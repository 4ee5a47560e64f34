// Copyright (c) 2026 100monkeys.ai
// SPDX-License-Identifier: AGPL-3.0

//! `aegis-chat chat`: stream one reply to the terminal.
//!
//! Tokens go to stdout; queue position, thinking progress and the final
//! summary go to stderr so the answer can be piped. Ctrl+C sends a stop for
//! the request and keeps reading until the server closes the stream.

use anyhow::Result;
use clap::{Args, ValueEnum};
use colored::Colorize;
use std::io::Write;

use crate::daemon::client::{ChatClient, Frame};

#[derive(Debug, Clone, Copy, ValueEnum)]
pub enum Mode {
    Fast,
    Standard,
    Deep,
}

impl Mode {
    fn as_str(&self) -> &'static str {
        match self {
            Mode::Fast => "fast",
            Mode::Standard => "standard",
            Mode::Deep => "deep",
        }
    }
}

#[derive(Debug, Args)]
pub struct ChatArgs {
    /// Message to send
    pub message: String,

    /// Execution mode
    #[arg(short, long, value_enum, default_value = "standard")]
    pub mode: Mode,

    /// Queue behind interactive requests
    #[arg(long)]
    pub background: bool,
}

pub async fn handle_command(args: ChatArgs, base_url: &str) -> Result<()> {
    let client = ChatClient::new(base_url)?;
    let mut stream = client
        .chat(&args.message, args.mode.as_str(), args.background)
        .await?;
    let request_id = stream.request_id().map(str::to_string);
    if let Some(id) = &request_id {
        eprintln!("{}", format!("request {}", id).dimmed());
    }

    let mut renderer = Renderer::default();
    let mut stop_sent = false;
    loop {
        let frame = tokio::select! {
            frame = stream.next_frame() => frame?,
            _ = tokio::signal::ctrl_c(), if !stop_sent => {
                stop_sent = true;
                if let Some(id) = &request_id {
                    client.stop(id).await?;
                }
                continue;
            }
        };
        let Some(frame) = frame else { break };
        renderer.render(&frame)?;
        if frame.is_terminal() {
            break;
        }
    }

    if !renderer.finished {
        anyhow::bail!("Stream closed before a final frame");
    }
    if renderer.failed {
        std::process::exit(2);
    }
    Ok(())
}

/// Terminal state for one reply.
#[derive(Debug, Default)]
struct Renderer {
    queued: bool,
    wrote_tokens: bool,
    finished: bool,
    failed: bool,
}

impl Renderer {
    fn render(&mut self, frame: &Frame) -> Result<()> {
        if self.queued && !matches!(frame, Frame::QueueHeartbeat { .. }) {
            self.queued = false;
            eprintln!();
        }
        match frame {
            Frame::Token(text) => {
                let mut stdout = std::io::stdout();
                write!(stdout, "{}", text)?;
                stdout.flush()?;
                self.wrote_tokens = true;
            }
            Frame::QueueHeartbeat { position } => {
                self.queued = true;
                eprint!(
                    "\r{}",
                    format!("waiting for a slot ({} ahead)", position).yellow()
                );
            }
            Frame::Loading { model } => {
                eprintln!("{}", format!("loading {}", model).dimmed());
            }
            Frame::Pulse | Frame::Unknown(_) => {}
            Frame::ThinkingStart => eprintln!("{}", "thinking...".cyan()),
            Frame::ThinkingStep {
                stage,
                iteration,
                total_iterations,
            } => {
                eprintln!(
                    "{}",
                    format!("  {} (attempt {}, #{})", stage, iteration, total_iterations).dimmed()
                );
            }
            Frame::Confidence { score, level } => {
                eprintln!("{}", format!("  confidence {:.2} ({})", score, level).dimmed());
            }
            Frame::ThinkingEnd { duration_ms } => {
                eprintln!(
                    "{}",
                    format!("thought for {:.1}s", *duration_ms as f64 / 1000.0).cyan()
                );
            }
            Frame::Error { kind, message } => {
                self.end_line();
                eprintln!("{} {}", format!("error [{}]:", kind).red().bold(), message);
                self.finished = true;
                self.failed = true;
            }
            Frame::Done(summary) => {
                self.end_line();
                let outcome = summary["outcome"].as_str().unwrap_or("done");
                let mut line = format!(
                    "{} in {}ms",
                    outcome,
                    summary["duration_ms"].as_u64().unwrap_or_default()
                );
                if let Some(note) = summary["summary"].as_str() {
                    line.push_str(&format!(" ({})", note));
                }
                eprintln!("{}", line.dimmed());
                self.finished = true;
            }
        }
        Ok(())
    }

    fn end_line(&mut self) {
        if self.wrote_tokens {
            println!();
            self.wrote_tokens = false;
        }
    }
}

#[cfg(test)]
mod tests {
    use super::*;
    use serde_json::json;

    #[test]
    fn test_renderer_tracks_terminal_frames() {
        let mut renderer = Renderer::default();
        renderer
            .render(&Frame::QueueHeartbeat { position: 1 })
            .unwrap();
        assert!(renderer.queued);
        renderer
            .render(&Frame::Loading {
                model: "m".to_string(),
            })
            .unwrap();
        assert!(!renderer.queued);
        assert!(!renderer.finished);

        renderer
            .render(&Frame::Done(json!({"done": true, "outcome": "cancelled"})))
            .unwrap();
        assert!(renderer.finished);
        assert!(!renderer.failed);
    }

    #[test]
    fn test_renderer_marks_errors_failed() {
        let mut renderer = Renderer::default();
        renderer
            .render(&Frame::Error {
                kind: "model_unresponsive".to_string(),
                message: "Model unresponsive".to_string(),
            })
            .unwrap();
        assert!(renderer.finished && renderer.failed);
    }
}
= = =
From the listing above, return the lines starting at the one with "frame = stream.next_frame()" and ending at the one with "renderer.render(&frame)?;", both kept, exactly as they appear and nothing more.

            frame = stream.next_frame() => frame?,
            _ = tokio::signal::ctrl_c(), if !stop_sent => {
                stop_sent = true;
                if let Some(id) = &request_id {
                    client.stop(id).await?;
                }
                continue;
            }
        };
        let Some(frame) = frame else { break };
        renderer.render(&frame)?;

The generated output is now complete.